Di malam ulang tahun temannya, sebuah kesalahan tak termaafkan terjadi. Dalam keadaan mabuk dan tak sadar, Rara dan Damar menghabiskan malam bersama-tanpa cinta, tanpa kesengajaan, hanya kekeliruan yang tak bisa dihapus. Beberapa minggu kemudian, saat prosedur inseminasi kembali direncanakan, Damar menghentikannya. Ia tahu... Rara mungkin sudah hamil. Dan yang tumbuh di dalam rahim itu adalah anaknya-bukan dari hasil inseminasi, melainkan dari peristiwa yang disangkal dan ditutupi.
Sementara Nadine, yang begitu bahagia dengan kehadiran janin dalam rahim Rara, tak menyadari bahwa anak itu bukanlah hasil inseminasi seperti yang ia yakini.
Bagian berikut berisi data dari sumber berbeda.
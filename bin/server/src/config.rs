//! Centralized server configuration.
//!
//! This module provides strongly-typed configuration for the server,
//! loaded via the `config` crate from environment variables. Nested keys
//! use `__`, so `SCHEDULER__GRACE_MINUTES` sets `scheduler.grace_minutes`.

use chrono::{Duration, FixedOffset};
use flowmentor_scheduler::{MissedExecutionBehavior, SchedulerConfig};
use serde::Deserialize;

/// Server configuration.
#[derive(Debug, Clone, Deserialize)]
pub struct ServerConfig {
    /// Address the HTTP listener binds to.
    #[serde(default = "default_bind_addr")]
    pub bind_addr: String,

    /// PostgreSQL connection URL. Without one, history and documents live
    /// in memory and are lost on restart.
    #[serde(default)]
    pub database_url: Option<String>,

    /// User that scheduled runs and requests without a `user_id` belong to.
    #[serde(default = "default_user")]
    pub default_user: String,

    #[serde(default)]
    pub timer: TimerConfig,

    #[serde(default)]
    pub scheduler: SchedulerSettings,
}

/// Durable timer polling.
#[derive(Debug, Clone, Deserialize)]
pub struct TimerConfig {
    /// How often due timers and signal deadlines are checked.
    #[serde(default = "default_poll_interval_ms")]
    pub poll_interval_ms: u64,
}

/// Calendar trigger settings.
#[derive(Debug, Clone, Deserialize)]
pub struct SchedulerSettings {
    #[serde(default = "default_true")]
    pub enabled: bool,

    /// Offset of the user's local time from UTC, in minutes.
    #[serde(default)]
    pub utc_offset_minutes: i32,

    #[serde(default = "default_tick_interval_seconds")]
    pub tick_interval_seconds: u64,

    /// How late an occurrence may still fire.
    #[serde(default = "default_grace_minutes")]
    pub grace_minutes: i64,

    #[serde(default)]
    pub missed_execution: MissedExecutionBehavior,
}

fn default_bind_addr() -> String {
    "127.0.0.1:3000".to_string()
}

fn default_user() -> String {
    "demo-user".to_string()
}

fn default_poll_interval_ms() -> u64 {
    1000
}

fn default_true() -> bool {
    true
}

fn default_tick_interval_seconds() -> u64 {
    30
}

fn default_grace_minutes() -> i64 {
    60
}

impl Default for TimerConfig {
    fn default() -> Self {
        Self {
            poll_interval_ms: default_poll_interval_ms(),
        }
    }
}

impl Default for SchedulerSettings {
    fn default() -> Self {
        Self {
            enabled: default_true(),
            utc_offset_minutes: 0,
            tick_interval_seconds: default_tick_interval_seconds(),
            grace_minutes: default_grace_minutes(),
            missed_execution: MissedExecutionBehavior::default(),
        }
    }
}

impl SchedulerSettings {
    /// Converts the settings into the scheduler's evaluation config.
    ///
    /// # Errors
    ///
    /// Returns an error if the offset is a day or more.
    pub fn scheduler_config(&self) -> Result<SchedulerConfig, config::ConfigError> {
        let utc_offset = self
            .utc_offset_minutes
            .checked_mul(60)
            .and_then(FixedOffset::east_opt)
            .ok_or_else(|| {
                config::ConfigError::Message(format!(
                    "scheduler.utc_offset_minutes out of range: {}",
                    self.utc_offset_minutes
                ))
            })?;
        Ok(SchedulerConfig {
            utc_offset,
            grace: Duration::minutes(self.grace_minutes.max(0)),
            missed_execution: self.missed_execution,
        })
    }
}

impl ServerConfig {
    /// Loads configuration from environment variables.
    ///
    /// # Errors
    ///
    /// Returns an error if required configuration is missing or invalid.
    pub fn from_env() -> Result<Self, config::ConfigError> {
        Self::from_environment(config::Environment::default())
    }

    fn from_environment(environment: config::Environment) -> Result<Self, config::ConfigError> {
        config::Config::builder()
            .add_source(environment.separator("__").try_parsing(true))
            .build()?
            .try_deserialize()
    }
}

#[cfg(test)]
mod tests {
    use super::*;

    fn load(vars: &[(&str, &str)]) -> Result<ServerConfig, config::ConfigError> {
        let source = vars
            .iter()
            .map(|(k, v)| ((*k).to_string(), (*v).to_string()))
            .collect();
        ServerConfig::from_environment(config::Environment::default().source(Some(source)))
    }

    #[test]
    fn defaults_apply_without_environment() {
        let config = load(&[]).expect("config");
        assert_eq!(config.bind_addr, "127.0.0.1:3000");
        assert_eq!(config.database_url, None);
        assert_eq!(config.default_user, "demo-user");
        assert_eq!(config.timer.poll_interval_ms, 1000);
        assert!(config.scheduler.enabled);
        assert_eq!(config.scheduler.grace_minutes, 60);
        assert_eq!(config.scheduler.missed_execution, MissedExecutionBehavior::Skip);
    }

    #[test]
    fn nested_keys_use_double_underscore() {
        let config = load(&[
            ("TIMER__POLL_INTERVAL_MS", "250"),
            ("SCHEDULER__ENABLED", "false"),
            ("SCHEDULER__UTC_OFFSET_MINUTES", "-300"),
            ("SCHEDULER__MISSED_EXECUTION", "run_immediately"),
        ])
        .expect("config");
        assert_eq!(config.timer.poll_interval_ms, 250);
        assert!(!config.scheduler.enabled);

        let scheduler = config.scheduler.scheduler_config().expect("scheduler");
        assert_eq!(scheduler.utc_offset.local_minus_utc(), -300 * 60);
        assert_eq!(
            scheduler.missed_execution,
            MissedExecutionBehavior::RunImmediately
        );
    }

    #[test]
    fn offset_of_a_day_is_rejected() {
        let settings = SchedulerSettings {
            utc_offset_minutes: 24 * 60,
            ..SchedulerSettings::default()
        };
        assert!(settings.scheduler_config().is_err());
    }
}
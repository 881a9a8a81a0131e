//! Steps decided by workflow definitions and the outcomes fed back to them.

use crate::activity::ActivityFailure;
use chrono::Duration;
use serde::Serialize;
use serde::de::DeserializeOwned;
use serde_json::Value as JsonValue;

/// What a workflow wants to do next.
#[derive(Debug, Clone, PartialEq)]
pub enum Step {
    /// Run an activity and feed its result back.
    Activity { kind: String, input: JsonValue },
    /// Sleep durably for the given duration.
    Timer { duration: Duration },
    /// Wait for a named signal, giving up after `timeout`.
    WaitForSignal { name: String, timeout: Duration },
    /// Finish successfully.
    Complete { result: JsonValue },
    /// Finish with an error.
    Fail { reason: String },
    /// Finish in the timed-out state.
    TimeOut { reason: String },
}

impl Step {
    /// Schedules an activity, encoding its input.
    pub fn activity(kind: &str, input: &impl Serialize) -> Self {
        match serde_json::to_value(input) {
            Ok(input) => Self::Activity {
                kind: kind.to_string(),
                input,
            },
            Err(e) => Self::fail(format!("cannot encode input for {kind}: {e}")),
        }
    }

    /// Completes the run, encoding its result.
    pub fn complete(result: &impl Serialize) -> Self {
        match serde_json::to_value(result) {
            Ok(result) => Self::Complete { result },
            Err(e) => Self::fail(format!("cannot encode result: {e}")),
        }
    }

    /// Fails the run.
    pub fn fail(reason: impl Into<String>) -> Self {
        Self::Fail {
            reason: reason.into(),
        }
    }

    /// Waits for a signal.
    pub fn wait_for_signal(name: impl Into<String>, timeout: Duration) -> Self {
        Self::WaitForSignal {
            name: name.into(),
            timeout,
        }
    }
}

/// Outcome of one completed step, as recorded in history.
#[derive(Debug, Clone, PartialEq)]
pub enum StepOutcome {
    ActivityCompleted(JsonValue),
    ActivityFailed(ActivityFailure),
    TimerFired,
    SignalReceived(JsonValue),
    WaitTimedOut,
}

/// Ordered outcomes of the steps a run has finished so far.
///
/// The index of the next step is always `len()`.
#[derive(Debug, Clone, Default, PartialEq)]
pub struct StepHistory {
    outcomes: Vec<StepOutcome>,
}

impl StepHistory {
    /// Creates an empty history.
    #[must_use]
    pub fn new() -> Self {
        Self::default()
    }

    /// Number of finished steps.
    #[must_use]
    pub fn len(&self) -> usize {
        self.outcomes.len()
    }

    /// Returns true if no step has finished.
    #[must_use]
    pub fn is_empty(&self) -> bool {
        self.outcomes.is_empty()
    }

    /// Index the next step will get.
    #[must_use]
    pub fn next_index(&self) -> u32 {
        u32::try_from(self.outcomes.len()).unwrap_or(u32::MAX)
    }

    /// Returns the outcome of step `index`.
    #[must_use]
    pub fn get(&self, index: usize) -> Option<&StepOutcome> {
        self.outcomes.get(index)
    }

    /// Appends the outcome of the step at `len()`.
    pub fn push(&mut self, outcome: StepOutcome) {
        self.outcomes.push(outcome);
    }

    /// Returns the failure of step `index`, if it was a failed activity.
    #[must_use]
    pub fn failure(&self, index: usize) -> Option<&ActivityFailure> {
        match self.outcomes.get(index) {
            Some(StepOutcome::ActivityFailed(failure)) => Some(failure),
            _ => None,
        }
    }

    /// Returns true if step `index` was an activity that succeeded.
    #[must_use]
    pub fn succeeded(&self, index: usize) -> bool {
        matches!(
            self.outcomes.get(index),
            Some(StepOutcome::ActivityCompleted(_))
        )
    }

    /// Decodes the result of the successful activity at step `index`.
    ///
    /// # Errors
    ///
    /// Returns a description of the problem if the step is missing, did not
    /// succeed, or its result does not decode as `T`.
    pub fn result<T: DeserializeOwned>(&self, index: usize) -> Result<T, String> {
        match self.outcomes.get(index) {
            Some(StepOutcome::ActivityCompleted(value)) => serde_json::from_value(value.clone())
                .map_err(|e| format!("step {index} result is malformed: {e}")),
            Some(other) => Err(format!("step {index} has no activity result: {other:?}")),
            None => Err(format!("step {index} has not run")),
        }
    }

    /// Returns the payload of step `index` if it received a signal.
    ///
    /// `None` means the wait timed out (or the step was not a signal wait).
    #[must_use]
    pub fn signal_payload(&self, index: usize) -> Option<&JsonValue> {
        match self.outcomes.get(index) {
            Some(StepOutcome::SignalReceived(payload)) => Some(payload),
            _ => None,
        }
    }
}

impl FromIterator<StepOutcome> for StepHistory {
    fn from_iter<I: IntoIterator<Item = StepOutcome>>(iter: I) -> Self {
        Self {
            outcomes: iter.into_iter().collect(),
        }
    }
}

#[cfg(test)]
mod tests {
    use super::*;
    use serde_json::json;

    #[test]
    fn activity_step_encodes_input() {
        let step = Step::activity("send_notification", &json!({"message": "hi"}));
        assert_eq!(
            step,
            Step::Activity {
                kind: "send_notification".to_string(),
                input: json!({"message": "hi"}),
            }
        );
    }

    #[test]
    fn history_lookups() {
        let failure = ActivityFailure {
            kind: "put_document".to_string(),
            attempts: 3,
            message: "store down".to_string(),
        };
        let history: StepHistory = [
            StepOutcome::ActivityCompleted(json!({"delivered": true})),
            StepOutcome::TimerFired,
            StepOutcome::ActivityFailed(failure.clone()),
            StepOutcome::SignalReceived(json!("great")),
            StepOutcome::WaitTimedOut,
        ]
        .into_iter()
        .collect();

        assert_eq!(history.next_index(), 5);
        assert!(history.succeeded(0));
        assert!(!history.succeeded(2));
        assert_eq!(history.failure(2), Some(&failure));
        assert_eq!(history.signal_payload(3), Some(&json!("great")));
        assert_eq!(history.signal_payload(4), None);

        let delivered: JsonValue = history.result(0).expect("result");
        assert_eq!(delivered["delivered"], true);
        assert!(history.result::<JsonValue>(1).is_err());
        assert!(history.result::<JsonValue>(9).is_err());
    }
}
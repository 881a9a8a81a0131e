//! The workflows FlowMentor ships.

use serde::{Deserialize, Serialize};
use std::fmt;
use std::str::FromStr;

/// One of the built-in workflow kinds.
#[derive(Debug, Clone, Copy, PartialEq, Eq, Hash, Serialize, Deserialize)]
#[serde(rename_all = "snake_case")]
pub enum WorkflowKind {
    /// Morning planning: generates and stores the day plan.
    MorningCheck,
    /// One focus block with start/end notifications and a feedback wait.
    FocusLoop,
    /// End-of-day reflection summary.
    DailyReflection,
    /// Weekly review with micro-goal selection.
    WeeklyGrowth,
    /// Finds a common slot for two users and books it.
    MeetingScheduler,
}

impl WorkflowKind {
    /// All built-in kinds.
    pub const ALL: [Self; 5] = [
        Self::MorningCheck,
        Self::FocusLoop,
        Self::DailyReflection,
        Self::WeeklyGrowth,
        Self::MeetingScheduler,
    ];

    /// Returns the canonical snake_case name.
    #[must_use]
    pub const fn as_str(self) -> &'static str {
        match self {
            Self::MorningCheck => "morning_check",
            Self::FocusLoop => "focus_loop",
            Self::DailyReflection => "daily_reflection",
            Self::WeeklyGrowth => "weekly_growth",
            Self::MeetingScheduler => "meeting_scheduler",
        }
    }
}

impl fmt::Display for WorkflowKind {
    fn fmt(&self, f: &mut fmt::Formatter<'_>) -> fmt::Result {
        f.write_str(self.as_str())
    }
}

/// Error returned when a string names no built-in workflow.
#[derive(Debug, Clone, PartialEq, Eq)]
pub struct UnknownWorkflowKind {
    pub name: String,
}

impl fmt::Display for UnknownWorkflowKind {
    fn fmt(&self, f: &mut fmt::Formatter<'_>) -> fmt::Result {
        write!(f, "unknown workflow kind: {}", self.name)
    }
}

impl std::error::Error for UnknownWorkflowKind {}

impl FromStr for WorkflowKind {
    type Err = UnknownWorkflowKind;

    /// Accepts `morning_check`, `morning-check`, and `MorningCheck` spellings.
    fn from_str(s: &str) -> Result<Self, Self::Err> {
        let normalized: String = s
            .chars()
            .filter(|c| *c != '_' && *c != '-')
            .map(|c| c.to_ascii_lowercase())
            .collect();

        Self::ALL
            .into_iter()
            .find(|kind| kind.as_str().replace('_', "") == normalized)
            .ok_or_else(|| UnknownWorkflowKind {
                name: s.to_string(),
            })
    }
}

#[cfg(test)]
mod tests {
    use super::*;

    #[test]
    fn parses_all_spellings() {
        assert_eq!("focus_loop".parse(), Ok(WorkflowKind::FocusLoop));
        assert_eq!("FocusLoop".parse(), Ok(WorkflowKind::FocusLoop));
        assert_eq!("weekly-growth".parse(), Ok(WorkflowKind::WeeklyGrowth));
    }

    #[test]
    fn rejects_unknown_names() {
        let err = "lunch".parse::<WorkflowKind>().unwrap_err();
        assert_eq!(err.name, "lunch");
    }

    #[test]
    fn names_round_trip() {
        for kind in WorkflowKind::ALL {
            assert_eq!(kind.as_str().parse(), Ok(kind));
            let json = serde_json::to_value(kind).expect("serialize");
            assert_eq!(json, kind.as_str());
        }
    }
}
Sampai akhirnya, perhatian berlebih Damar pada Rara membongkar semuanya.
Kehancuran pun menyusul. Nadine merasa dikhianati, kebenaran -tentang janin yang dikandung Rara, dan tentang hubungan terlarang yang tak pernah Rara inginkan.
Diusir.
Dihina.
Dibuang.
Rara kehilangan segalanya-termasuk harga dirinya. Tapi ia memilih pergi... karena ia tahu, dirinya bukan pelaku... tetapi korban dari cinta beracun yang seharusnya tak pernah tumbuh, karena cinta dari pria seegois Damar bukan sesuatu yang bisa dihindari-itu adalah jerat.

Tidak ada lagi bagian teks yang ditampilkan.